Hello Graeme and Chris. Thank you for agreeing to talk to us, how are you?

Chris: I’m good thanks, Del. Summer is just hanging on here in Helsinki, so I’m enjoying that!

Graeme: Hey Del! I’m good too thanks. Venues are opening up here in London, and I’m grateful to be out performing again!

Congratulations on the release of the Water And Light EP. How does it feel?

Chris: I’m delighted it’s out and very happy about the good responses we’ve been getting to it. There are very few “Oh, I wish we’d done that differently” moments too, which is always a good thing!
Graeme: Yes, I agree with Chris. Very proud of this EP, and so nice to get positive responses. 

Describe it in three words.

Chris: You’re not going to accept ‘Water and Light’ are you ☺ In that case, my three words would be “change”, “hope” and “friendship”.

Graeme: I think Chris’ three words are perfect, and the EP title itself reflect my feelings about it exactly: a sense of light through the darkness, and the fluidity of transition.  

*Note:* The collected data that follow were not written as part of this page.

//! Recording consumers and a loopback client/server pair for tests.

use std::sync::Arc;
use std::time::Duration;

use ibtrs_types::{Address, OpCookie, Status};
use parking_lot::Mutex;
use tokio::sync::mpsc::{UnboundedReceiver, UnboundedSender, unbounded_channel};

use crate::client::{ClientSession, IbtrsClient};
use crate::config::ServerConfig;
use crate::dispatch::{ClientOps, ClientRdmaEvent, ServerOps, ServerRdmaEvent, SessionEvent};
use crate::heartbeat::{Clock, MonotonicClock};
use crate::loopback::LoopbackFabric;
use crate::server::{IbtrsServer, ServerOp, ServerSession};

pub fn server_addr() -> Address {
    Address::from_octets(10, 0, 0, 1, 7000)
}

pub fn client_addr() -> Address {
    Address::from_octets(10, 0, 0, 2, 7001)
}

#[derive(Debug)]
pub enum ClientEvent {
    Rdma {
        cookie: OpCookie,
        ev: ClientRdmaEvent,
        status: Status,
        data: Vec<u8>,
    },
    Session(SessionEvent),
    Recv(Vec<u8>),
}

pub struct ClientRecorder {
    tx: UnboundedSender<ClientEvent>,
}

impl ClientRecorder {
    pub fn new(tx: UnboundedSender<ClientEvent>) -> Self {
        Self { tx }
    }
}

impl ClientOps for ClientRecorder {
    fn rdma_ev(&self, cookie: OpCookie, ev: ClientRdmaEvent, status: Status, data: &[u8]) {
        let _ = self.tx.send(ClientEvent::Rdma {
            cookie,
            ev,
            status,
            data: data.to_vec(),
        });
    }

    fn sess_ev(&self, _sess: &Arc<ClientSession>, ev: SessionEvent) {
        let _ = self.tx.send(ClientEvent::Session(ev));
    }

    fn recv(&self, _sess: &Arc<ClientSession>, msg: &[u8]) {
        let _ = self.tx.send(ClientEvent::Recv(msg.to_vec()));
    }
}

/// How the recording server answers requests.
#[derive(Debug, Clone, Copy, PartialEq, Eq)]
pub enum Reply {
    /// Succeed; write requests get bytes 1, 2, 3, ...
    Ok,
    /// Fail with this errno.
    Errno(i32),
    /// Keep the op unanswered.
    Hold,
    /// Drop the op without answering.
    Drop,
}

#[derive(Debug, Clone, PartialEq, Eq)]
pub struct Request {
    pub ev: ServerRdmaEvent,
    pub usr: Vec<u8>,
    pub data: Vec<u8>,
}

pub struct ServerRecorder {
    pub reply: Mutex<Reply>,
    pub requests: Mutex<Vec<Request>>,
    pub held: Mutex<Vec<ServerOp>>,
    pub events: Mutex<Vec<SessionEvent>>,
    pub messages: Mutex<Vec<Vec<u8>>>,
}

impl ServerRecorder {
    pub fn new() -> Arc<Self> {
        Arc::new(Self {
            reply: Mutex::new(Reply::Ok),
            requests: Mutex::new(Vec::new()),
            held: Mutex::new(Vec::new()),
            events: Mutex::new(Vec::new()),
            messages: Mutex::new(Vec::new()),
        })
    }

    pub fn set_reply(&self, reply: Reply) {
        *self.reply.lock() = reply;
    }
}

impl ServerOps for ServerRecorder {
    fn rdma_ev(&self, _sess: &Arc<ServerSession>, ev: ServerRdmaEvent, mut op: ServerOp) {
        self.requests.lock().push(Request {
            ev,
            usr: op.usr_msg().to_vec(),
            data: op.data().to_vec(),
        });
        let reply = *self.reply.lock();
        match reply {
            Reply::Ok => {
                if ev == ServerRdmaEvent::WriteRequest {
                    for (i, b) in op.data_mut().iter_mut().enumerate() {
                        *b = (i + 1) as u8;
                    }
                }
                op.respond(Status::ok());
            }
            Reply::Errno(errno) => op.respond(Status::from_remote_errno(errno)),
            Reply::Hold => self.held.lock().push(op),
            Reply::Drop => drop(op),
        }
    }

    fn sess_ev(&self, _sess: &Arc<ServerSession>, ev: SessionEvent) {
        self.events.lock().push(ev);
    }

    fn recv(&self, _sess: &Arc<ServerSession>, msg: &[u8]) {
        self.messages.lock().push(msg.to_vec());
    }
}

pub struct Harness {
    pub fabric: Arc<LoopbackFabric>,
    pub server: Arc<IbtrsServer>,
    pub srv_ops: Arc<ServerRecorder>,
    pub client: Arc<IbtrsClient>,
    pub events: UnboundedReceiver<ClientEvent>,
}

impl Harness {
    pub fn new(config: ServerConfig) -> Self {
        Self::build(config, Arc::new(MonotonicClock::new()), Arc::new(MonotonicClock::new()))
    }

    pub fn with_server_clock(config: ServerConfig, clock: Arc<dyn Clock>) -> Self {
        Self::build(config, clock, Arc::new(MonotonicClock::new()))
    }

    pub fn with_client_clock(config: ServerConfig, clock: Arc<dyn Clock>) -> Self {
        Self::build(config, Arc::new(MonotonicClock::new()), clock)
    }

    fn build(config: ServerConfig, server_clock: Arc<dyn Clock>, client_clock: Arc<dyn Clock>) -> Self {
        let fabric = LoopbackFabric::new();
        let (server, srv_ops) = Self::start_server(&fabric, config, server_clock);
        let client = IbtrsClient::with_clock(fabric.connector(client_addr()), fabric.clone(), client_clock);
        let (tx, events) = unbounded_channel();
        client.register(Arc::new(ClientRecorder::new(tx))).unwrap();
        Self {
            fabric,
            server,
            srv_ops,
            client,
            events,
        }
    }

    /// Start a server on the fabric, replacing any listener at the address.
    pub fn start_server(
        fabric: &Arc<LoopbackFabric>,
        config: ServerConfig,
        clock: Arc<dyn Clock>,
    ) -> (Arc<IbtrsServer>, Arc<ServerRecorder>) {
        let server = IbtrsServer::with_clock(config, fabric.clone(), clock).unwrap();
        let srv_ops = ServerRecorder::new();
        server.register(srv_ops.clone()).unwrap();
        fabric.listen(server_addr(), server.clone());
        (server, srv_ops)
    }

    pub async fn next_event(&mut self) -> ClientEvent {
        tokio::time::timeout(Duration::from_secs(600), self.events.recv())
            .await
            .expect("timed out waiting for a client event")
            .expect("event channel closed")
    }

    /// Skip events until `want` arrives.
    pub async fn wait_session(&mut self, want: SessionEvent) {
        loop {
            if let ClientEvent::Session(ev) = self.next_event().await {
                if ev == want {
                    return;
                }
            }
        }
    }

    pub async fn next_completion(&mut self) -> (OpCookie, ClientRdmaEvent, Status, Vec<u8>) {
        loop {
            if let ClientEvent::Rdma {
                cookie,
                ev,
                status,
                data,
            } = self.next_event().await
            {
                return (cookie, ev, status, data);
            }
        }
    }

    pub fn try_completion(&mut self) -> Option<(OpCookie, Status)> {
        while let Ok(ev) = self.events.try_recv() {
            if let ClientEvent::Rdma { cookie, status, .. } = ev {
                return Some((cookie, status));
            }
        }
        None
    }
}

pub fn small_server() -> ServerConfig {
    ServerConfig {
        queue_depth: 8,
        max_inflight_msg: 4,
        max_io_size: 4096,
        ..Default::default()
    }
}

What’s your favourite track from it?

Chris: I have a soft spot for ‘Changing Places’. I love Nadia’s singing on all of them, but on that one especially. 

Graeme: I love ‘First Light’. I get emotional every time I hear it! 

It encompasses so many different vibes (Drum n Bass on “First Light”, straight out neo soul on “Setting Out”) what was the story in putting it together?

Chris: After our first release, which was purely instrumental, we talked about doing something with vocals. We’d just worked with Nadia Basurto, whom I know from The Hague, on a remix project for the band Duski, and asked her if she’d be up for singing on some tracks. Luckily, she was, so then we started thinking about rhythms and feels. We wanted to do some jazzy Drum n Bass, just because we love it, but thought 5 tracks in that style might be too much, so tried to change up the feel a bit on the others.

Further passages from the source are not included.